What the task asks: Whenever a line in the entries includes the word "REFERENCES", copy that line out.

[Stored data entries]

───

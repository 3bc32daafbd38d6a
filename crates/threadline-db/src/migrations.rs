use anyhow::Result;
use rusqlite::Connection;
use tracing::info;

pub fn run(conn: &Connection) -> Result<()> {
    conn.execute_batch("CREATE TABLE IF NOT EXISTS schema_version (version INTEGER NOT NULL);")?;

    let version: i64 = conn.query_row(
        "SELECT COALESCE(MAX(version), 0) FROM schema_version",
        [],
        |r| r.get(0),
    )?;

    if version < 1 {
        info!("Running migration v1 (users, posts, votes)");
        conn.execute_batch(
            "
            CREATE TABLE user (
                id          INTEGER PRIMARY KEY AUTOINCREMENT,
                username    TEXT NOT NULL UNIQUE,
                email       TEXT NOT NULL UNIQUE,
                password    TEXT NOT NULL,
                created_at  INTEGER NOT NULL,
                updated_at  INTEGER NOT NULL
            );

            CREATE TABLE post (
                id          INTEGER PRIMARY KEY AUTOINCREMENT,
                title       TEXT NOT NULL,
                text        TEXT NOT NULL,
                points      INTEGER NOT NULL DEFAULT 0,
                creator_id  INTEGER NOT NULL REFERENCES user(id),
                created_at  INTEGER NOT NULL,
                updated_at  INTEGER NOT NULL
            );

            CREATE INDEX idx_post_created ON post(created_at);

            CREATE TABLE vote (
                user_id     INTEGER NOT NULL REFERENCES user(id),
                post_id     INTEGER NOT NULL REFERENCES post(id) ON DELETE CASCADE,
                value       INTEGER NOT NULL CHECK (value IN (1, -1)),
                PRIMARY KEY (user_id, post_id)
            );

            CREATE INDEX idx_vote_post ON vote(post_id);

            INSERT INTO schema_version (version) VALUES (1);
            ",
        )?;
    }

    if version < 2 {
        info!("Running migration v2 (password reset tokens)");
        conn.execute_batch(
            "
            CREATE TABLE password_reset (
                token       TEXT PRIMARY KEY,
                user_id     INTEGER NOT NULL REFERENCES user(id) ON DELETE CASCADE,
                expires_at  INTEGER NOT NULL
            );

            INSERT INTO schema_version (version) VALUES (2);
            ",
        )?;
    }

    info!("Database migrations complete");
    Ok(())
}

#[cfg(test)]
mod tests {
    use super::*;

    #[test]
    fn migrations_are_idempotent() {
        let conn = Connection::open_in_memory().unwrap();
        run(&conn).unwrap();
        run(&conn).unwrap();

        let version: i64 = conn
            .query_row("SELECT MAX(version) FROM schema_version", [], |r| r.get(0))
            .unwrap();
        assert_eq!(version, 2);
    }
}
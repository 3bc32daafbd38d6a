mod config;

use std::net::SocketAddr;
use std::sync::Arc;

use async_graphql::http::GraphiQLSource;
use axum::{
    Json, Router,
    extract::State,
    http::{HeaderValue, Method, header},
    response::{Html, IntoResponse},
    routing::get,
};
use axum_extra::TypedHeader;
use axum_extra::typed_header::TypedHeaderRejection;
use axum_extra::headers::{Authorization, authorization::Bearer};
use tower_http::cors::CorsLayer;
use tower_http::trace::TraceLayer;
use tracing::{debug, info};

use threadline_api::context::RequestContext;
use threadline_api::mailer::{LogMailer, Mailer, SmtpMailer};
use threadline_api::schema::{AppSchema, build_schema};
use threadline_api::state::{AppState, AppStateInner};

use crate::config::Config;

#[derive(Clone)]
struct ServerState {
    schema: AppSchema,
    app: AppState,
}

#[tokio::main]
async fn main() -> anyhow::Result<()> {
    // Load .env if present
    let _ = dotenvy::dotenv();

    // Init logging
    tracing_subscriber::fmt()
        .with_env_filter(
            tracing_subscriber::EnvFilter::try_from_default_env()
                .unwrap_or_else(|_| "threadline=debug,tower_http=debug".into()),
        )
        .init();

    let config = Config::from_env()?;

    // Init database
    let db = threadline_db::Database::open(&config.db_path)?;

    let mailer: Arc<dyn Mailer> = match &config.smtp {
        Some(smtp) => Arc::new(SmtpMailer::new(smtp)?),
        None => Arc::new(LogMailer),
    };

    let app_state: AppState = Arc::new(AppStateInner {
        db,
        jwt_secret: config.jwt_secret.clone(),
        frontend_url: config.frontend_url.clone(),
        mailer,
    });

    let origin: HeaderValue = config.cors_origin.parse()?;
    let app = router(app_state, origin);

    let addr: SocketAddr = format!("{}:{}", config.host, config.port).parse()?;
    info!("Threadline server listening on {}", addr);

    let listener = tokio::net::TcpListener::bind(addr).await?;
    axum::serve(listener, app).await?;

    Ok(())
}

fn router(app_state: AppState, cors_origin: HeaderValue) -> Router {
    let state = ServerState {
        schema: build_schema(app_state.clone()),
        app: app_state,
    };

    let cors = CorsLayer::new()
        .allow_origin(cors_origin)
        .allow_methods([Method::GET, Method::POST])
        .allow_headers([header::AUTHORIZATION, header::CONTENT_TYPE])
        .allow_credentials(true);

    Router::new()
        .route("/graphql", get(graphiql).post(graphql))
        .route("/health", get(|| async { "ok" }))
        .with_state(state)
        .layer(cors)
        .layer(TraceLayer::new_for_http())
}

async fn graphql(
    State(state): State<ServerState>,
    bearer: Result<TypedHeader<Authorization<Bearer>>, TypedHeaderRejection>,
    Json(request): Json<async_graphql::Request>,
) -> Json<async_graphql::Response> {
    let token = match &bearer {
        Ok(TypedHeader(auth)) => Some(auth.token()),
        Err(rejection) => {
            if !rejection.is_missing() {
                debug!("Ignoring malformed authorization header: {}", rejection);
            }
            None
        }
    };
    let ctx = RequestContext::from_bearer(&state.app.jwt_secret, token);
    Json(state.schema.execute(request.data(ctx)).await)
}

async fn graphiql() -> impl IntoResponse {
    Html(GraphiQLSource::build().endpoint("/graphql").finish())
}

───

Answer to this problem:
                creator_id  INTEGER NOT NULL REFERENCES user(id),
                user_id     INTEGER NOT NULL REFERENCES user(id),
                post_id     INTEGER NOT NULL REFERENCES post(id) ON DELETE CASCADE,
                user_id     INTEGER NOT NULL REFERENCES user(id) ON DELETE CASCADE,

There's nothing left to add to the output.